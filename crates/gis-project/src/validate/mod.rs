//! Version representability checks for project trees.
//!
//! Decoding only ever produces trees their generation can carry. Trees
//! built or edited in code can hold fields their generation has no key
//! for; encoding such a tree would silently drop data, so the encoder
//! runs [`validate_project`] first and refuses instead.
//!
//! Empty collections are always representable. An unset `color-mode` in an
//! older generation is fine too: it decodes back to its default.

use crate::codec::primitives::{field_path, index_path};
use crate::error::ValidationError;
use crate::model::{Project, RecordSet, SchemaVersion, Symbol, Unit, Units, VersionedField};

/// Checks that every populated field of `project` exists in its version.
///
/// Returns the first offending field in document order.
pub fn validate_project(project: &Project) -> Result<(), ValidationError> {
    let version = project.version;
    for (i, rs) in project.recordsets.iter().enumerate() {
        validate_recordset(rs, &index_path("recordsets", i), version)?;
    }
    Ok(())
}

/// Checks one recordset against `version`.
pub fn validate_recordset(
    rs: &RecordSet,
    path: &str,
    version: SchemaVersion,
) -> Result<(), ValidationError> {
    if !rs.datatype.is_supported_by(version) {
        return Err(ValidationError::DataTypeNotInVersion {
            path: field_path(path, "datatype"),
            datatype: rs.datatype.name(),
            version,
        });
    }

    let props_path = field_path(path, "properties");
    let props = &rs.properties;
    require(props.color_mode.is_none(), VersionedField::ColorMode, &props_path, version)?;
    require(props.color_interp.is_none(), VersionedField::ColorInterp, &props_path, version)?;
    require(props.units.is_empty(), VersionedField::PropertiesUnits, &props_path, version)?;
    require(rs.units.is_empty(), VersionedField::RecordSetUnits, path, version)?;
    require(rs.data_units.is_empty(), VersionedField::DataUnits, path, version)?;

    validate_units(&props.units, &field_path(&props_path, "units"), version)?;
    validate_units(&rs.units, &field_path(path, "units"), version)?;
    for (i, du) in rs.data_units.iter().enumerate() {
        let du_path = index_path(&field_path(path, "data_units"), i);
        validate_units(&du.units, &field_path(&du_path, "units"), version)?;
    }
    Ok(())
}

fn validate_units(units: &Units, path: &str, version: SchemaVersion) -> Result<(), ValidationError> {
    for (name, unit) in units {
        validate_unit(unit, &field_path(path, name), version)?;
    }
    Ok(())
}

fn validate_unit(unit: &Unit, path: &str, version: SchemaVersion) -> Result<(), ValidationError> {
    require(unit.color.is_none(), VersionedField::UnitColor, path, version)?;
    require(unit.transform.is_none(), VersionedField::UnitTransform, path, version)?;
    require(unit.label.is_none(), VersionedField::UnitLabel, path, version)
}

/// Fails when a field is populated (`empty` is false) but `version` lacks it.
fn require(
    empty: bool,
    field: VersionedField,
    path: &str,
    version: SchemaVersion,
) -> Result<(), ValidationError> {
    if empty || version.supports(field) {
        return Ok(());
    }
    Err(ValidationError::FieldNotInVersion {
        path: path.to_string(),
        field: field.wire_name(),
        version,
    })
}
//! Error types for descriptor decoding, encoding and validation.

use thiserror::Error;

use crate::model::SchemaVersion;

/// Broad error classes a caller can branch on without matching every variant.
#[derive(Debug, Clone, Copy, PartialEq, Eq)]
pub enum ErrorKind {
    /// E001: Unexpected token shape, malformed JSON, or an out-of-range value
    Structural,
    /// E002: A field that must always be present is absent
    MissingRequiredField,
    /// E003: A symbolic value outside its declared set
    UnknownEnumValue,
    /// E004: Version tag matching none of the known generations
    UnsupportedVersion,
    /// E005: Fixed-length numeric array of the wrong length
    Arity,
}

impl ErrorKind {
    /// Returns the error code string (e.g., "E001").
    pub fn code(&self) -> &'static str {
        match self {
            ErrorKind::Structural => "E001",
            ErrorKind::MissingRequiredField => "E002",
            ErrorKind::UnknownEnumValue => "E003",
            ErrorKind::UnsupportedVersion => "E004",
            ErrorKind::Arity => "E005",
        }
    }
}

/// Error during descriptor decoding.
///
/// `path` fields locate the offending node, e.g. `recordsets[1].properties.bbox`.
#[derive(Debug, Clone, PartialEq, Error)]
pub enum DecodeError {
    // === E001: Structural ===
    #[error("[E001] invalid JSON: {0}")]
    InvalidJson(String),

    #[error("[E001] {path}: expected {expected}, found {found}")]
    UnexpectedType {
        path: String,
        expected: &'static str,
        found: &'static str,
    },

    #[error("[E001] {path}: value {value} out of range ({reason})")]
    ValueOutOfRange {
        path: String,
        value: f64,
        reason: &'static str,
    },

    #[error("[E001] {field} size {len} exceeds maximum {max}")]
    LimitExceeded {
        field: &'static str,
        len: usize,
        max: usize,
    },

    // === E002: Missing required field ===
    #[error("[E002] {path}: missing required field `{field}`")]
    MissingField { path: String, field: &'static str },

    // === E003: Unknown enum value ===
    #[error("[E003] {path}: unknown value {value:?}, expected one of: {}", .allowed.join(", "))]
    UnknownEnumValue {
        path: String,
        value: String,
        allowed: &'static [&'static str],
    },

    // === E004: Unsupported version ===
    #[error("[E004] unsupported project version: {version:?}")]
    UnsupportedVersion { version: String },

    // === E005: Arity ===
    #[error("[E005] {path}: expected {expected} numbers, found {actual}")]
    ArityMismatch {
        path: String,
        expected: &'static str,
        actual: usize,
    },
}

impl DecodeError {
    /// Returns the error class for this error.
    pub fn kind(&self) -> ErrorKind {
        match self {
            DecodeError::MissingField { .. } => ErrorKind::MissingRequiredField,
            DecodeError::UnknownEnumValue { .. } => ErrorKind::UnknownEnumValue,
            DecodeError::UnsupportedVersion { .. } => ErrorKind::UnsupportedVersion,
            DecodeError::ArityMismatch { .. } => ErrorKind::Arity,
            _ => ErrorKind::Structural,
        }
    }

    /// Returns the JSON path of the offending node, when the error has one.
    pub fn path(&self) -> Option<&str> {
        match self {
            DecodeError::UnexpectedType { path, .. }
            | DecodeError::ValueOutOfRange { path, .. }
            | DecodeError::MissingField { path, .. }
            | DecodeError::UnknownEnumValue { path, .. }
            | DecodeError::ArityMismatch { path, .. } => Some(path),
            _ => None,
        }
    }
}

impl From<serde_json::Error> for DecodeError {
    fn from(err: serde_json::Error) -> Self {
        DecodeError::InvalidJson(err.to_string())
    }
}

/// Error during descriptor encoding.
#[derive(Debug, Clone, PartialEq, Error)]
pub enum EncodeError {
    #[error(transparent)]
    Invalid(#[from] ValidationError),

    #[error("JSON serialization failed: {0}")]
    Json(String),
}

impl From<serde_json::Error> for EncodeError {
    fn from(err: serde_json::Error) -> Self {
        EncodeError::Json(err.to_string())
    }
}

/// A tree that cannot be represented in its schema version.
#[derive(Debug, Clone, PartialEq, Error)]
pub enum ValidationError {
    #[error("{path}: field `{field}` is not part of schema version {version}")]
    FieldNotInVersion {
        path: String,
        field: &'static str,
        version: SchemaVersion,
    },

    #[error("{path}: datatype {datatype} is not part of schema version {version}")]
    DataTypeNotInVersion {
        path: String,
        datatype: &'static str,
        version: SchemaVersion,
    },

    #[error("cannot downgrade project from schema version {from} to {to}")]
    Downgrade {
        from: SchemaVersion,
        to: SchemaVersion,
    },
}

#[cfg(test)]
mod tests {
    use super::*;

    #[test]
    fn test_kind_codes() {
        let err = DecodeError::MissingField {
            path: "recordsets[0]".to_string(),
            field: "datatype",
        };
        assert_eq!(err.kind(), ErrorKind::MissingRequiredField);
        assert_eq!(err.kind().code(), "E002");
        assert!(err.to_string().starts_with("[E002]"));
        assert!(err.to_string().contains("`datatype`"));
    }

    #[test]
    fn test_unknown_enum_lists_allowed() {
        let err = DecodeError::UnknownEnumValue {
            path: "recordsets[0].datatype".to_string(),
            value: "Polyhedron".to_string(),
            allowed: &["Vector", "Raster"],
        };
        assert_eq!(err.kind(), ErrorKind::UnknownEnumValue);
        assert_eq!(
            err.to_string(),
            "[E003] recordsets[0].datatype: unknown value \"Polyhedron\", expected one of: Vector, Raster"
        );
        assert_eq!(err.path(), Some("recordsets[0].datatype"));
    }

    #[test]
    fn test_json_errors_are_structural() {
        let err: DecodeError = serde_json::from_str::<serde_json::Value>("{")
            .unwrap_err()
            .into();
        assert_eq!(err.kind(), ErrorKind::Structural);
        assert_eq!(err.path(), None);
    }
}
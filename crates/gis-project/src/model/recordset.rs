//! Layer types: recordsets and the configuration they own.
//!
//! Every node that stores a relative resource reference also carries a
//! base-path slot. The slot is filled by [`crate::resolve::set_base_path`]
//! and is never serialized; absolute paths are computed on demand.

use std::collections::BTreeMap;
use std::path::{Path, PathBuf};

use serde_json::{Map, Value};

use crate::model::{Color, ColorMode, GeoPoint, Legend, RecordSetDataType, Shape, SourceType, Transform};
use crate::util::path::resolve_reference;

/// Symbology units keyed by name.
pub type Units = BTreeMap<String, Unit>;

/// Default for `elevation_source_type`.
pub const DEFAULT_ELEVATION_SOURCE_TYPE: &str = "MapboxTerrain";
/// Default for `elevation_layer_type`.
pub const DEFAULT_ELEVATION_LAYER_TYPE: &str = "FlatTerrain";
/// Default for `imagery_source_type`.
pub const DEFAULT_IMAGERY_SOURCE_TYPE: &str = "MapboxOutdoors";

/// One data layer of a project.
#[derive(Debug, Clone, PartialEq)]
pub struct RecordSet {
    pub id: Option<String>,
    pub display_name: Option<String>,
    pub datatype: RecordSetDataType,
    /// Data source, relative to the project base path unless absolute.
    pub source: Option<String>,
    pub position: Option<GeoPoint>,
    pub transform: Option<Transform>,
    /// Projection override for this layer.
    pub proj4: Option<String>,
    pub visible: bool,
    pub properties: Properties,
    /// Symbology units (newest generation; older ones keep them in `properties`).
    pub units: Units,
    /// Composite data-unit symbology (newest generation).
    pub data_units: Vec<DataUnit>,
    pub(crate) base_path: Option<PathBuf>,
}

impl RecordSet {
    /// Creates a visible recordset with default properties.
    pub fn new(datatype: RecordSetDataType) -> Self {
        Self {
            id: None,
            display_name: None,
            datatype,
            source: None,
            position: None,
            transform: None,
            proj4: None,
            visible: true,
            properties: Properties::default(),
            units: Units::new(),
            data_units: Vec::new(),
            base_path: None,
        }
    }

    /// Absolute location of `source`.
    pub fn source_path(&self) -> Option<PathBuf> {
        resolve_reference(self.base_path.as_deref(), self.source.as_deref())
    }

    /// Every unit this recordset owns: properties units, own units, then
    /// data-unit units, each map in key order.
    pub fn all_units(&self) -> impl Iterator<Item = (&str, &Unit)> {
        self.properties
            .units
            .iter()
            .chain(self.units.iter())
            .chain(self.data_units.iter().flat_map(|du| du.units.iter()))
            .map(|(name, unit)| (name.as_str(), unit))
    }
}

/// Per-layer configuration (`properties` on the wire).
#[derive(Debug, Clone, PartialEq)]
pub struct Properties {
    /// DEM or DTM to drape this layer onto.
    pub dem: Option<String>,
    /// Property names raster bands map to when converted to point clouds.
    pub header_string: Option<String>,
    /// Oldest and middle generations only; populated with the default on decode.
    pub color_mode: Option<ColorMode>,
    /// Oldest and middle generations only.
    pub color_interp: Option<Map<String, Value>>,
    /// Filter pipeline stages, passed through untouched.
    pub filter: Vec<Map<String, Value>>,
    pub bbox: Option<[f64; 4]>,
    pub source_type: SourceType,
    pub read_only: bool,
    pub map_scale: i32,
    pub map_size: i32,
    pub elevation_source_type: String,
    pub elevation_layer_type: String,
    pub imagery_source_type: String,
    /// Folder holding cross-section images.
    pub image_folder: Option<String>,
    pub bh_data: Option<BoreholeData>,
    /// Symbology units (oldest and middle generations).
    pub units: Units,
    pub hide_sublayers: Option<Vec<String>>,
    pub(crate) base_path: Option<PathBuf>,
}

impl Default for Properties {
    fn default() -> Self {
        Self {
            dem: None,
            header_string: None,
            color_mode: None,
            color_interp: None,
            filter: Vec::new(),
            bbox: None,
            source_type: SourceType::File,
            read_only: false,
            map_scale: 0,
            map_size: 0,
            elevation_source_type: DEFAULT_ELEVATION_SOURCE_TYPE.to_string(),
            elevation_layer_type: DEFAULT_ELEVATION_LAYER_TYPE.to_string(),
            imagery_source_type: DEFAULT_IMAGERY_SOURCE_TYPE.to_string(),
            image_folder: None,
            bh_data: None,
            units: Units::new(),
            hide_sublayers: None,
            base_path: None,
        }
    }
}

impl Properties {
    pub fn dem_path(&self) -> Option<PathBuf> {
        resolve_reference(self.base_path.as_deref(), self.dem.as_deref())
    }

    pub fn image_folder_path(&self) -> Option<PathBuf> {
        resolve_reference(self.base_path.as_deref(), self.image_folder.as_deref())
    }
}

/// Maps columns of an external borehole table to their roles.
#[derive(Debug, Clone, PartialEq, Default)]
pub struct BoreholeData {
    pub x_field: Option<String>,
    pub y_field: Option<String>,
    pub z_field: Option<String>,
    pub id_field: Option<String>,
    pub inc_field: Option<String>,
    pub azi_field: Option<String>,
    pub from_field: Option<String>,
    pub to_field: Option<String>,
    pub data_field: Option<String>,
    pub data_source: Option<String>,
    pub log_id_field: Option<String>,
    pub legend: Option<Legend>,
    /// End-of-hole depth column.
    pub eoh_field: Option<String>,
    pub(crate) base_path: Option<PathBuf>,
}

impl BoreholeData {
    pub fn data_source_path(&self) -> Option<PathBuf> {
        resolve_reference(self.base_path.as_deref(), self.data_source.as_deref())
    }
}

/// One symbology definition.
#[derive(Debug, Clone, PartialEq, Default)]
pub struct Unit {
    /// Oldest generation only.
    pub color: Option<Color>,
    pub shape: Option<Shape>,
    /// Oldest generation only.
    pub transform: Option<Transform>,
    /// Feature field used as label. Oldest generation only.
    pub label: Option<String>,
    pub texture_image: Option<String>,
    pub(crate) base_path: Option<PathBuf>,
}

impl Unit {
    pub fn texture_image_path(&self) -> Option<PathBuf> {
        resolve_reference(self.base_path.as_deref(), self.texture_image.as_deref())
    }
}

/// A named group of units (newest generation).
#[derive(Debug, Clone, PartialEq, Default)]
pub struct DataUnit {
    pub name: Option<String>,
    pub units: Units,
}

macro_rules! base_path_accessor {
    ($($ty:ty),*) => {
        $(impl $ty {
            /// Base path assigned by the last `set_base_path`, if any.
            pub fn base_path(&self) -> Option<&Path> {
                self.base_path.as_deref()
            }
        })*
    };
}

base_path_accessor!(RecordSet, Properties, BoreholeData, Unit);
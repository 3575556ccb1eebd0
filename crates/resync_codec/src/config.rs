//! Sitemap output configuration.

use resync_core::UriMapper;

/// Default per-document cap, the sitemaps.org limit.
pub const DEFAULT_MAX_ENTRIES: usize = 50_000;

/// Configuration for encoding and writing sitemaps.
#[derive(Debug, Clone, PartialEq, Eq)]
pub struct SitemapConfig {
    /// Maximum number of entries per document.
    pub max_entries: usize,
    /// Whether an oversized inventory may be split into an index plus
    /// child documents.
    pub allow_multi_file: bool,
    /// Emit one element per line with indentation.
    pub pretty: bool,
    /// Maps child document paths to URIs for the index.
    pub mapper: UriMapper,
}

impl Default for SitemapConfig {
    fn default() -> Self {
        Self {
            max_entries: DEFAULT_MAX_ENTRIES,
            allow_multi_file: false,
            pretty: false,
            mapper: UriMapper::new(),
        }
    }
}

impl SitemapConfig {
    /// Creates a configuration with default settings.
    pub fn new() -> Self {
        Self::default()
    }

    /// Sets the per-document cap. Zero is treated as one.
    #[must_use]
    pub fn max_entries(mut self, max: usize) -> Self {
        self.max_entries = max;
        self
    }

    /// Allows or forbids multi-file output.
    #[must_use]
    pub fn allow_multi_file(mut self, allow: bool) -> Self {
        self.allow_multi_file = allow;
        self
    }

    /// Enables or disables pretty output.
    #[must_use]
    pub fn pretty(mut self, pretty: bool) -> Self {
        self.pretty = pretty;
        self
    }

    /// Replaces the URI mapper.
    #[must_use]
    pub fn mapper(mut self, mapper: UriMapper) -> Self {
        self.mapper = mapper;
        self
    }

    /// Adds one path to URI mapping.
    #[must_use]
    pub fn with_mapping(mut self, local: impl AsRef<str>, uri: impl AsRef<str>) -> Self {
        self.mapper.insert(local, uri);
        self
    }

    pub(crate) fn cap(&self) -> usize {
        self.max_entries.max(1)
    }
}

::::::

## WHAT IS EXPECTED:
All that belongs in the answer is an exact copy of the lines from the start of the records above through the line with "let props = &rs.properties;".

## ANSWER TO THIS EXERCISE:
filename crates/gis-project/src/validate/mod.rs
//! Version representability checks for project trees.
//!
//! Decoding only ever produces trees their generation can carry. Trees
//! built or edited in code can hold fields their generation has no key
//! for; encoding such a tree would silently drop data, so the encoder
//! runs [`validate_project`] first and refuses instead.
//!
//! Empty collections are always representable. An unset `color-mode` in an
//! older generation is fine too: it decodes back to its default.

use crate::codec::primitives::{field_path, index_path};
use crate::error::ValidationError;
use crate::model::{Project, RecordSet, SchemaVersion, Symbol, Unit, Units, VersionedField};

/// Checks that every populated field of `project` exists in its version.
///
/// Returns the first offending field in document order.
pub fn validate_project(project: &Project) -> Result<(), ValidationError> {
    let version = project.version;
    for (i, rs) in project.recordsets.iter().enumerate() {
        validate_recordset(rs, &index_path("recordsets", i), version)?;
    }
    Ok(())
}

/// Checks one recordset against `version`.
pub fn validate_recordset(
    rs: &RecordSet,
    path: &str,
    version: SchemaVersion,
) -> Result<(), ValidationError> {
    if !rs.datatype.is_supported_by(version) {
        return Err(ValidationError::DataTypeNotInVersion {
            path: field_path(path, "datatype"),
            datatype: rs.datatype.name(),
            version,
        });
    }

    let props_path = field_path(path, "properties");
    let props = &rs.properties;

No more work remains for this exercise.